How they compared over time

  • Population-level trends: What’s changing for all users as a group month by month?
  • Individual trajectories: For each person, how do their own habits shift from their early days to later days?

“Longitudinal” here means tracking the same people over time. A helpful analogy: instead of measuring how fast students run on one day, you track each student’s running times across an entire season to see who actually improves.

What did they discover?

Here are the main takeaways, explained simply:

  • People’s habits are “sticky.”
    • At the individual level, most users don’t change much. How they write, what they try, and whether they complete tasks stays surprisingly steady over their personal timeline.
  • Heavy users look different from casual users—and from the start.
    • In Bing Copilot, the most active users:
    • Send more messages and write more complex prompts
    • Aim for more complex and professional tasks (like programming or professional writing)
    • Have more “completed” conversations (they get what they wanted more often)
    • Crucially, these differences are visible very early, not just after months of use. This suggests that people who become “power users” arrive with different goals and styles, rather than learning to change later.
  • The group changes even if individuals don’t.
    • In Bing Copilot, across the months, the overall user base starts doing more complex tasks and writing more complex prompts, and completion rates go up.
    • But this is mostly because new users joining later are different from earlier users—not because the same individuals are learning and changing a lot.
  • WildChat looks less like typical casual users and more like “power users.”
    • In WildChat, differences between low- and high-activity users are much smaller.
    • Many WildChat conversations look “API-like”—short, templated prompts used to run bulk tasks (like translation over and over). That’s not how most people chat normally.
    • As a result, WildChat doesn’t fully represent the average person’s chatbot use.
  • Some trends are shared, but not all.
    • Both datasets show certain population-level shifts (like increased completion over time), but the details often differ.
    • Overall, WildChat is skewed toward heavier, more technical use, while Bing Copilot reflects broader everyday usage.

Why this is important:

  • If we only look at the population as a whole, we might mistakenly assume individuals are “learning” a lot. The user-level view shows that most people don’t change much; it’s the mix of who’s using the system that changes.

Why does this matter?

  • Don’t count on “natural discovery.” Because habits are sticky, many people won’t magically find better ways to use AI just by using it more. Designers may need to actively help users improve, for example with:
    • Smart tips, onboarding tours, starter templates, or examples tailored to the user’s goals
    • Gentle nudges that suggest more effective prompts or features
  • One size doesn’t fit all. Users vary widely. Tools and help messages could adapt to whether someone is a casual or heavy user, and to the kinds of tasks they’re doing.
  • Be careful with public chat datasets. WildChat is popular for research, but it doesn’t look like typical consumer use:
    • It overrepresents “power users” and includes lots of automated, template-like prompts.
    • Models trained or evaluated on it might not match what everyday users actually do.
  • Population trends aren’t the same as personal change. When usage looks more advanced over time, it might be because new, different users are joining—not because the same people are changing their behavior.
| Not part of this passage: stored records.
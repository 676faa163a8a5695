use chrono::{DateTime, NaiveDate, Utc};
use rusqlite::types::Type;
use rusqlite::{params, Connection, OptionalExtension, Row};
use serde::{Deserialize, Serialize};
use std::path::Path;

use crate::models::{DailyCheckIn, ReadinessState, UserProfile};

/// Database error types
#[derive(Debug, thiserror::Error)]
pub enum DatabaseError {
    #[error("SQLite error: {0}")]
    SqliteError(#[from] rusqlite::Error),
    #[error("Serialization error: {0}")]
    SerializationError(String),
    #[error("Data not found: {0}")]
    NotFound(String),
}

/// A persisted check-in with the readiness stamped at write time
#[derive(Debug, Clone, PartialEq, Serialize, Deserialize)]
#[serde(rename_all = "camelCase")]
pub struct StoredCheckIn {
    pub user_id: String,

    /// Upsert key together with `user_id`
    pub day_key: NaiveDate,

    #[serde(flatten)]
    pub check_in: DailyCheckIn,

    pub readiness_score: Option<u8>,

    pub readiness_state: Option<ReadinessState>,

    /// Profile as it was when the check-in was submitted
    pub profile_snapshot: Option<UserProfile>,

    pub created_at: DateTime<Utc>,

    pub updated_at: DateTime<Utc>,
}

/// Fields written by an upsert
pub struct NewCheckIn<'a> {
    pub user_id: &'a str,
    pub check_in: &'a DailyCheckIn,
    pub readiness_score: Option<u8>,
    pub readiness_state: Option<ReadinessState>,
    pub profile_snapshot: Option<&'a UserProfile>,
}

/// Database connection and management
pub struct Database {
    conn: Connection,
}

const CHECK_IN_COLUMNS: &str = "user_id, day_key, date, sleep_duration_hours, wake_time, stress, \
     yesterday_workout, last_session_rpe, subjective_soreness, muscle_soreness, \
     readiness_score, readiness_state, profile_snapshot, created_at, updated_at";

impl Database {
    /// Create or open a database at the specified path
    pub fn new<P: AsRef<Path>>(db_path: P) -> Result<Self, DatabaseError> {
        let conn = Connection::open(db_path)?;
        let db = Self { conn };
        db.init_schema()?;
        Ok(db)
    }

    /// Private in-memory database
    pub fn in_memory() -> Result<Self, DatabaseError> {
        let conn = Connection::open_in_memory()?;
        let db = Self { conn };
        db.init_schema()?;
        Ok(db)
    }

    /// Initialize database schema with tables and indexes
    fn init_schema(&self) -> Result<(), DatabaseError> {
        // In-memory databases answer "memory" here
        let _mode: String = self
            .conn
            .pragma_update_and_check(None, "journal_mode", "WAL", |row| row.get(0))?;
        self.conn.pragma_update(None, "synchronous", "NORMAL")?;

        self.conn.execute(
            r#"
            CREATE TABLE IF NOT EXISTS profiles (
                id TEXT PRIMARY KEY,
                chronotype TEXT NOT NULL,
                experience_level TEXT NOT NULL,
                training_goal TEXT NOT NULL,
                target_sleep_hours REAL NOT NULL,
                workout_split TEXT NOT NULL,
                wake_time TEXT NOT NULL,
                timezone TEXT NOT NULL,
                created_at DATETIME DEFAULT CURRENT_TIMESTAMP,
                updated_at DATETIME DEFAULT CURRENT_TIMESTAMP
            )
            "#,
            [],
        )?;

        self.conn.execute(
            r#"
            CREATE TABLE IF NOT EXISTS check_ins (
                user_id TEXT NOT NULL,
                day_key DATE NOT NULL,
                date DATETIME NOT NULL,
                sleep_duration_hours REAL NOT NULL,
                wake_time TEXT NOT NULL,
                stress INTEGER NOT NULL,
                yesterday_workout TEXT NOT NULL DEFAULT '',
                last_session_rpe INTEGER NOT NULL,
                subjective_soreness INTEGER NOT NULL,
                muscle_soreness TEXT NOT NULL,

                -- Stamped at write time
                readiness_score INTEGER,
                readiness_state TEXT,
                profile_snapshot TEXT,

                created_at DATETIME NOT NULL,
                updated_at DATETIME NOT NULL,

                UNIQUE (user_id, day_key)
            )
            "#,
            [],
        )?;

        self.conn.execute(
            "CREATE INDEX IF NOT EXISTS idx_check_ins_user_date ON check_ins (user_id, date DESC)",
            [],
        )?;

        Ok(())
    }

    /// Insert or replace a profile
    pub fn upsert_profile(&self, profile: &UserProfile) -> Result<(), DatabaseError> {
        self.conn.execute(
            r#"
            INSERT INTO profiles (
                id, chronotype, experience_level, training_goal, target_sleep_hours,
                workout_split, wake_time, timezone
            ) VALUES (?1, ?2, ?3, ?4, ?5, ?6, ?7, ?8)
            ON CONFLICT(id) DO UPDATE SET
                chronotype = excluded.chronotype,
                experience_level = excluded.experience_level,
                training_goal = excluded.training_goal,
                target_sleep_hours = excluded.target_sleep_hours,
                workout_split = excluded.workout_split,
                wake_time = excluded.wake_time,
                timezone = excluded.timezone,
                updated_at = CURRENT_TIMESTAMP
            "#,
            params![
                profile.id,
                profile.chronotype.as_str(),
                profile.experience_level.as_str(),
                profile.training_goal.as_str(),
                profile.target_sleep_hours,
                profile.workout_split.as_str(),
                profile.wake_time.to_string(),
                profile.timezone,
            ],
        )?;
        Ok(())
    }

    /// Fetch a profile by id
    pub fn get_profile(&self, user_id: &str) -> Result<Option<UserProfile>, DatabaseError> {
        let profile = self
            .conn
            .query_row(
                r#"
                SELECT id, chronotype, experience_level, training_goal, target_sleep_hours,
                       workout_split, wake_time, timezone
                FROM profiles WHERE id = ?1
                "#,
                params![user_id],
                |row| {
                    Ok(UserProfile {
                        id: row.get(0)?,
                        chronotype: parse_text(row, 1)?,
                        experience_level: parse_text(row, 2)?,
                        training_goal: parse_text(row, 3)?,
                        target_sleep_hours: row.get(4)?,
                        workout_split: parse_text(row, 5)?,
                        wake_time: parse_text(row, 6)?,
                        timezone: row.get(7)?,
                    })
                },
            )
            .optional()?;
        Ok(profile)
    }

    /// Insert a check-in, or replace the one already stored for that user and day
    pub fn upsert_check_in(&self, new: NewCheckIn<'_>) -> Result<StoredCheckIn, DatabaseError> {
        let check_in = new.check_in;
        let day_key = check_in.day_key();
        let now = Utc::now();

        let muscle_soreness = serde_json::to_string(&check_in.muscle_soreness)
            .map_err(|e| DatabaseError::SerializationError(e.to_string()))?;
        let profile_snapshot = new
            .profile_snapshot
            .map(serde_json::to_string)
            .transpose()
            .map_err(|e| DatabaseError::SerializationError(e.to_string()))?;

        self.conn.execute(
            r#"
            INSERT INTO check_ins (
                user_id, day_key, date, sleep_duration_hours, wake_time, stress,
                yesterday_workout, last_session_rpe, subjective_soreness, muscle_soreness,
                readiness_score, readiness_state, profile_snapshot, created_at, updated_at
            ) VALUES (?1, ?2, ?3, ?4, ?5, ?6, ?7, ?8, ?9, ?10, ?11, ?12, ?13, ?14, ?14)
            ON CONFLICT(user_id, day_key) DO UPDATE SET
                date = excluded.date,
                sleep_duration_hours = excluded.sleep_duration_hours,
                wake_time = excluded.wake_time,
                stress = excluded.stress,
                yesterday_workout = excluded.yesterday_workout,
                last_session_rpe = excluded.last_session_rpe,
                subjective_soreness = excluded.subjective_soreness,
                muscle_soreness = excluded.muscle_soreness,
                readiness_score = excluded.readiness_score,
                readiness_state = excluded.readiness_state,
                profile_snapshot = excluded.profile_snapshot,
                updated_at = excluded.updated_at
            "#,
            params![
                new.user_id,
                day_key,
                check_in.date,
                check_in.sleep_duration_hours,
                check_in.wake_time.to_string(),
                check_in.stress,
                check_in.yesterday_workout,
                check_in.last_session_rpe,
                check_in.subjective_soreness,
                muscle_soreness,
                new.readiness_score,
                new.readiness_state.map(|state| state.as_str()),
                profile_snapshot,
                now,
            ],
        )?;

        self.get_check_in(new.user_id, day_key)?.ok_or_else(|| {
            DatabaseError::NotFound(format!("check-in {} for {}", day_key, new.user_id))
        })
    }

    /// Fetch the check-in stored for a user and day
    pub fn get_check_in(
        &self,
        user_id: &str,
        day_key: NaiveDate,
    ) -> Result<Option<StoredCheckIn>, DatabaseError> {
        let sql = format!(
            "SELECT {} FROM check_ins WHERE user_id = ?1 AND day_key = ?2",
            CHECK_IN_COLUMNS
        );
        let stored = self
            .conn
            .query_row(&sql, params![user_id, day_key], row_to_stored)
            .optional()?;
        Ok(stored)
    }

    /// Check-ins for a user, newest first
    pub fn list_check_ins(
        &self,
        user_id: &str,
        limit: Option<usize>,
    ) -> Result<Vec<StoredCheckIn>, DatabaseError> {
        // SQLite treats a negative LIMIT as unbounded
        let limit = limit.map(|l| l as i64).unwrap_or(-1);
        let sql = format!(
            "SELECT {} FROM check_ins WHERE user_id = ?1 ORDER BY date DESC LIMIT ?2",
            CHECK_IN_COLUMNS
        );

        let mut stmt = self.conn.prepare(&sql)?;
        let rows = stmt.query_map(params![user_id, limit], row_to_stored)?;

        let mut check_ins = Vec::new();
        for row in rows {
            check_ins.push(row?);
        }
        Ok(check_ins)
    }

    /// Delete every check-in of a user, returning how many were removed
    pub fn delete_check_ins(&self, user_id: &str) -> Result<usize, DatabaseError> {
        let deleted = self
            .conn
            .execute("DELETE FROM check_ins WHERE user_id = ?1", params![user_id])?;
        Ok(deleted)
    }

    pub fn count_check_ins(&self, user_id: &str) -> Result<usize, DatabaseError> {
        let count: i64 = self.conn.query_row(
            "SELECT COUNT(*) FROM check_ins WHERE user_id = ?1",
            params![user_id],
            |row| row.get(0),
        )?;
        Ok(count as usize)
    }
}

fn row_to_stored(row: &Row<'_>) -> rusqlite::Result<StoredCheckIn> {
    let muscle_soreness = parse_json(row, 9)?;
    let readiness_state = row
        .get::<_, Option<String>>(11)?
        .map(|raw| {
            raw.parse::<ReadinessState>()
                .map_err(|e| rusqlite::Error::FromSqlConversionFailure(11, Type::Text, Box::new(e)))
        })
        .transpose()?;
    let profile_snapshot = row
        .get::<_, Option<String>>(12)?
        .map(|raw| {
            serde_json::from_str(&raw)
                .map_err(|e| rusqlite::Error::FromSqlConversionFailure(12, Type::Text, Box::new(e)))
        })
        .transpose()?;

    Ok(StoredCheckIn {
        user_id: row.get(0)?,
        day_key: row.get(1)?,
        check_in: DailyCheckIn {
            date: row.get(2)?,
            sleep_duration_hours: row.get(3)?,
            wake_time: parse_text(row, 4)?,
            stress: row.get(5)?,
            yesterday_workout: row.get(6)?,
            last_session_rpe: row.get(7)?,
            subjective_soreness: row.get(8)?,
            muscle_soreness,
        },
        readiness_score: row.get(10)?,
        readiness_state,
        profile_snapshot,
        created_at: row.get(13)?,
        updated_at: row.get(14)?,
    })
}

/// Read a TEXT column through `FromStr`
fn parse_text<T>(row: &Row<'_>, idx: usize) -> rusqlite::Result<T>
where
    T: std::str::FromStr,
    T::Err: std::error::Error + Send + Sync + 'static,
{
    let raw: String = row.get(idx)?;
    raw.parse()
        .map_err(|e| rusqlite::Error::FromSqlConversionFailure(idx, Type::Text, Box::new(e)))
}

/// Read a JSON TEXT column
fn parse_json<T: serde::de::DeserializeOwned>(row: &Row<'_>, idx: usize) -> rusqlite::Result<T> {
    let raw: String = row.get(idx)?;
    serde_json::from_str(&raw)
        .map_err(|e| rusqlite::Error::FromSqlConversionFailure(idx, Type::Text, Box::new(e)))
}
In short: Adopting an AI chatbot doesn’t mean people naturally adapt their habits. Most individuals stay consistent, power users are different from the start, and public datasets like WildChat can paint an unbalanced picture of how people use AI in the real world.

Knowledge Gaps

Below is a list of knowledge gaps, limitations, and open questions identified in the research paper "Adopt \neq Adapt: Longitudinal Analyses of LLM Conversations in the Wild":


Knowledge Gaps and Limitations

  • Limited Scope of User Data: The research only evaluates interactions with the Microsoft Bing Copilot and WildChat dataset within specified time periods. Further studies could analyze users across various LLM platforms and longer durations.
  • User Behavior Evolution: While population-level trends are identified, the paper notes that individual user habits remain largely unchanged over time. This calls for a deeper investigation into why habits are "sticky" and what mechanisms might enable behavioral change.
  • User Identification in WildChat Data: The analysis uses hashed IP addresses as proxies for user identification in WildChat, which could result in inaccuracies due to shared networks or device changes. Future work should address more precise methods for user identification.
  • Complexity of Completed Tasks: Completion rates are used as a proxy for task success, yet the analysis considers task completion without accounting for varying levels of task complexity. Future work should integrate metrics that measure task difficulty more precisely.
  • Exploration vs. Exploitation Dynamics: The shift from exploration to exploitation in user behavior is minimally studied. Research could further investigate the factors that influence users to explore or exploit different intents and domains.

Open Questions

  • Factors Influencing High Activity Levels: What specific factors or user characteristics contribute to users becoming "power users" as opposed to occasional users? Identifying these factors could lead to methods for fostering more complex interactions with LLMs.
  • Impact of Guided Interventions: Given the inherent stickiness of user habits, what types of proactive interventions would effectively assist users in discovering successful LLM use cases? How could these interventions be implemented within LLM platforms?
  • Generalization Across Datasets: How can discrepancies between datasets like Bing Copilot and WildChat affect research findings? Can methodologies be developed to ensure consistent generalization to typical LLM interactions across different platforms?

Practical Applications

Immediate Applications

Below are actionable opportunities that can be deployed with current capabilities, derived from the paper’s findings and methods.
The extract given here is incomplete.